Em assembleia hoje (5) os metalúrgicos da Sadefem, em Jacareí, decidiram iniciar uma vigília na fábrica até que os direitos trabalhistas sejam regularizados. Eles estão acampados na empresa desde o início da tarde  e realizarão uma nova assembleia nesta quinta-feira.

A Sade não pagou o adiantamento salarial, no dia 20 de novembro, agravando a situação de calote nos trabalhadores. A dívida trabalhista da empresa já soma cerca de R$ 92 milhões, em FGTS, INSS e verbas rescisórias não pagas. A empresa também já deu sinais de que pretende encerrar as atividades em Jacareí.

Semana passada, um grupo de funcionários realizou um protesto em frente ao Grupo Iesa/Inepar, proprietário da Sadefem, em São Paulo, para exigir a regularização dos salários. A direção do grupo afirmou que faria o pagamento, mas até agora nada foi feito.
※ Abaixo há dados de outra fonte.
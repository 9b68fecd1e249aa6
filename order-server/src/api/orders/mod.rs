//! Order API 模块

mod handler;

use axum::{
    Router,
    routing::{get, patch},
};

use crate::core::ServerState;

pub fn router() -> Router<ServerState> {
    Router::new().nest("/api/orders", order_routes())
}

fn order_routes() -> Router<ServerState> {
    Router::new()
        .route("/", get(handler::list).post(handler::create))
        .route("/{id}", get(handler::get_by_id))
        .route("/{id}/status", patch(handler::update_status))
}
use edge_gateway::{Config, Server, ServerState, print_banner, setup_environment};

#[tokio::main]
async fn main() -> Result<(), Box<dyn std::error::Error>> {
    // 1. 设置环境 (dotenv, 日志)
    setup_environment()?;

    // 打印横幅
    print_banner();

    tracing::info!("🛒 Shop Edge Gateway starting...");

    // 2. 加载配置
    let config = Config::from_env();

    // 3. 初始化服务器状态 (探测两个下游服务)
    let state = ServerState::initialize(&config).await;

    // 4. 启动 HTTP 服务器
    let server = Server::with_state(config, state);

    if let Err(e) = server.run().await {
        tracing::error!("Server error: {}", e);
        return Err(e.into());
    }

    Ok(())
}
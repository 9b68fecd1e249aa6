//! Logging Infrastructure
//!
//! Structured logging setup with support for both development and production environments.

use std::path::Path;

/// Initialize the logger with console output only
pub fn init_logger() {
    init_logger_with_file(None, None);
}

/// Initialize the logger with optional file output
///
/// When `log_dir` points at an existing directory, log lines additionally
/// go to a daily-rolled file in that directory.
pub fn init_logger_with_file(log_level: Option<&str>, log_dir: Option<&str>) {
    let level = log_level.unwrap_or("info");

    let subscriber = tracing_subscriber::fmt()
        .with_max_level(level.parse().unwrap_or(tracing::Level::INFO))
        .with_file(false)
        .with_line_number(false)
        .with_thread_ids(false)
        .with_target(false);

    // Add file output if log_dir is provided
    if let Some(dir) = log_dir {
        let log_path = Path::new(dir);
        if log_path.exists()
            && let Some(dir_str) = log_path.to_str()
        {
            let file_appender = tracing_appender::rolling::daily(dir_str, "inventory-server");
            subscriber.with_writer(file_appender).init();
            return;
        }
    }

    subscriber.init();
}
//! Category API 模块

mod handler;

use axum::{Router, routing::get};

use crate::core::ServerState;

pub fn router() -> Router<ServerState> {
    Router::new().nest("/api/categories", category_routes())
}

fn category_routes() -> Router<ServerState> {
    Router::new()
        .route("/", get(handler::list).post(handler::create))
        .route(
            "/{id}",
            get(handler::get_by_id)
                .put(handler::update)
                .delete(handler::delete),
        )
}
O Grupo Iesa/Inepar é responsável por alguns dos projetos do PAC (Programa de Aceleração do Crescimento), do Governo Federal, como a construção de torres de energia que vão interligar a Hidrelétrica de Jirau (RO) à região sudeste do país.

“O Sindicato e os trabalhadores querem que o governo intervenha para garantir os empregos e direitos dos trabalhadores”, afirma o diretor Nilson Ferreira Leite.

A Sadefem/TT Brasil possui cerca de 350 funcionários.